Scavengers are birds and animals that feed on dead (or injured) animals and plants. They clean the planet’s organic waste. The moment they get nature’s warning signal – odour – they quickly come to the rescue. They break down the organic material into smaller pieces, which are then eaten by decomposers and broken down into chemical parts. These chemical parts, including nitrogen, carbon and other nutrients, are used again by plants and animals. So, without scavengers, the world would be covered with dead plants and animals!
Here are a few of the heroes:
Cockroaches eat all kinds of materials – from paper to cloth to dead animals and plants. They have been on earth for over 340 million years, and there are about 3,500 species of them in the world. Though they are adapted to live in almost any environment, most of them live in the woods and feed on dead plants, and some live in our homes and feed on garbage.
Many bugs, like carrion beetles, dung beetles, sow bugs, pill bugs and earwigs, scavenge on dead or decaying organic matter. But they may even feed on young plants, plant roots and other parts, though the damage done is minimal. Some flies, like blowflies, are also scavengers.
Most earthworms are scavengers that feed on plant waste, like dry leaves. When they feed, they convert dead organic matter into rich humus required for the growth of healthy plants. They also ingest other small soil particles (even stones up to 1/20 of an inch), which when excreted in the form of casts provides valuable minerals and nutrients. And their burrowing activities keep the soil structure open for better aeration and drainage.
Slugs and snails
There are various types of slugs and snails, and their feeding habit differs accordingly. They are mostly scavengers thriving on fungi, rotting plants and leaves, dead animals and animal dung. Some slugs even eat worms.
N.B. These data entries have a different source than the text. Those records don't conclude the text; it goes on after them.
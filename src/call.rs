use {
    crate::node::{Node, NodeAddress, ServerNode},
    std::{fmt, sync::Arc, time::Duration},
    tokio::time::Instant,
};

/// Reason a single-node call failed.
#[derive(Debug, Clone, PartialEq, Eq, thiserror::Error)]
pub enum FailureCause {
    #[error("timed out")]
    Timeout,

    #[error("transport failure: {0}")]
    Transport(String),

    #[error("server failure (status {status}): {excerpt}")]
    Server { status: u16, excerpt: String },

    #[error("internal failure: {0}")]
    Internal(String),

    #[error("interrupted")]
    Interrupted,
}

impl FailureCause {
    /// Whether the condition is transient, so that the same node may be
    /// tried again within the same operation.
    pub fn is_retriable(&self) -> bool {
        matches!(self, FailureCause::Timeout | FailureCause::Transport(_))
    }
}

/// Failure of a single call to a single server node.
#[derive(Debug, Clone, PartialEq, Eq)]
pub struct CallFailure {
    address: NodeAddress,
    started: Instant,
    ended: Instant,
    cause: FailureCause,
}

impl CallFailure {
    pub fn new(address: NodeAddress, started: Instant, ended: Instant, cause: FailureCause) -> Self {
        Self {
            address,
            started,
            ended,
            cause,
        }
    }

    pub fn timeout(address: NodeAddress, started: Instant, ended: Instant) -> Self {
        Self::new(address, started, ended, FailureCause::Timeout)
    }

    pub fn interrupted(address: NodeAddress, started: Instant, ended: Instant) -> Self {
        Self::new(address, started, ended, FailureCause::Interrupted)
    }

    pub fn address(&self) -> &NodeAddress {
        &self.address
    }

    pub fn started(&self) -> Instant {
        self.started
    }

    pub fn ended(&self) -> Instant {
        self.ended
    }

    pub fn duration(&self) -> Duration {
        self.ended.saturating_duration_since(self.started)
    }

    pub fn cause(&self) -> &FailureCause {
        &self.cause
    }

    /// Status code of the server response, if a response was received.
    pub fn status(&self) -> Option<u16> {
        match &self.cause {
            FailureCause::Server { status, .. } => Some(*status),
            _ => None,
        }
    }

    pub fn is_retriable(&self) -> bool {
        self.cause.is_retriable()
    }
}

impl fmt::Display for CallFailure {
    fn fmt(&self, f: &mut fmt::Formatter<'_>) -> fmt::Result {
        write!(
            f,
            "call to {} failed after {} msecs: {}",
            self.address,
            self.duration().as_millis(),
            self.cause
        )
    }
}

/// All failed calls to a single server node during one operation.
#[derive(Debug, Clone)]
pub struct NodeFailure {
    node: Arc<ServerNode>,
    failures: Vec<CallFailure>,
}

impl NodeFailure {
    pub fn new(node: Arc<ServerNode>, first: CallFailure) -> Self {
        Self {
            node,
            failures: vec![first],
        }
    }

    pub fn node(&self) -> &Arc<ServerNode> {
        &self.node
    }

    pub fn address(&self) -> &NodeAddress {
        self.node.address()
    }

    pub fn failures(&self) -> &[CallFailure] {
        &self.failures
    }

    pub fn failure_count(&self) -> usize {
        self.failures.len()
    }

    pub fn first_call_failure(&self) -> &CallFailure {
        &self.failures[0]
    }

    pub fn last_call_failure(&self) -> &CallFailure {
        &self.failures[self.failures.len() - 1]
    }

    /// Whether the node may still be retried; decided by the latest failure.
    pub fn is_retriable(&self) -> bool {
        self.last_call_failure().is_retriable()
    }

    pub(crate) fn add_failure(&mut self, failure: CallFailure) {
        self.failures.push(failure);
    }
}

impl fmt::Display for NodeFailure {
    fn fmt(&self, f: &mut fmt::Formatter<'_>) -> fmt::Result {
        write!(
            f,
            "{} ({} failures, first: {})",
            self.address(),
            self.failures.len(),
            self.first_call_failure().cause()
        )
    }
}

/// Outcome of a single call to a single server node.
#[derive(Debug)]
pub enum CallResult<T> {
    /// Node returned the requested content.
    Success(T),

    /// Node responded, but does not have the content.
    NotFound,

    Failure(CallFailure),
}

impl<T> CallResult<T> {
    pub fn succeeded(&self) -> bool {
        !self.failed()
    }

    pub fn failed(&self) -> bool {
        matches!(self, CallResult::Failure(_))
    }

    pub fn failure(&self) -> Option<&CallFailure> {
        match self {
            CallResult::Failure(failure) => Some(failure),
            _ => None,
        }
    }
}

/// Parameters of a single call, handed to the call primitive.
#[derive(Debug, Clone)]
pub struct CallContext {
    address: NodeAddress,
    started: Instant,
    timeout: Duration,
    max_excerpt_length: usize,
}

impl CallContext {
    pub fn new(address: NodeAddress, started: Instant, timeout: Duration, max_excerpt_length: usize) -> Self {
        Self {
            address,
            started,
            timeout,
            max_excerpt_length,
        }
    }

    pub fn address(&self) -> &NodeAddress {
        &self.address
    }

    pub fn started(&self) -> Instant {
        self.started
    }

    /// Time allotted to the call.
    pub fn timeout(&self) -> Duration {
        self.timeout
    }

    /// Point in time the call must be completed by.
    pub fn deadline(&self) -> Instant {
        self.started + self.timeout
    }

    /// Failure for a well-formed error response, with the body cut down to
    /// the configured excerpt length.
    pub fn server_failure(&self, status: u16, body: &str) -> CallFailure {
        let excerpt = match body.char_indices().nth(self.max_excerpt_length) {
            Some((at, _)) => format!("{}[...]", &body[..at]),
            None => body.to_string(),
        };
        self.failure(FailureCause::Server { status, excerpt })
    }

    pub fn transport_failure(&self, message: impl Into<String>) -> CallFailure {
        self.failure(FailureCause::Transport(message.into()))
    }

    pub fn internal_failure(&self, message: impl Into<String>) -> CallFailure {
        self.failure(FailureCause::Internal(message.into()))
    }

    pub fn failure(&self, cause: FailureCause) -> CallFailure {
        CallFailure::new(self.address.clone(), self.started, Instant::now(), cause)
    }
}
Crows are scavengers that practically eat anything – starting from roadkills, insects, frogs, snakes, mice, corn, human cooked food, to even eggs and nestlings of other birds!
Vultures are scavengers that only eat carrion (the flesh of dead and rotting animals). Their excellent eyesight and keen sense of smell helps them locate rotting meat. They are generally bald, preventing the dead meat and bacteria from collecting in their feathers. Some, like the turkey vulture, urinate on their legs to cool themselves. And the acids in the urine kill the bacteria on their legs!
Then there are other scavenging birds like condors, seagulls, and storks.
Oceans have scavengers too! Crabs, lobsters, shrimps, remoras, young marine eels, sharks and many more are members of the sea cleanup squad. While crabs and lobsters wait for food scraps to float by and then grab them, sharks munch on marine animal carcass. And Remoras swim near them and other large fish, and eat their leftovers. Young marine eels eat dead fish and crustaceans.
There are some full-time scavengers and some scavenge only when there is a dearth of food.
So next time you see a so-called pest, you better think twice before laying your foot on it... because you might be killing your rescuer.
Decomposers (or saprotrophs) are organisms that decompose (decay) dead organisms, and use organic substrates to get their energy, carbon and nutrients for growth and development. When a plant or animal dies, it leaves behind nutrients and energy in the organic material. Scavengers feed on their carcasses and litter.
But they leave behind a lot of energy and nutrients in the form of unconsumed portions (indigestible litter, bones, feathers or fur) and their feaces. Decomposers complete the process by breaking down this remaining organic matter, and converting all it into carbon dioxide and nutrients like nitrogen, phosphorus, and magnesium. They re-supply nutrients to the ecosystem. The primary decomposers are bacteria and fungi.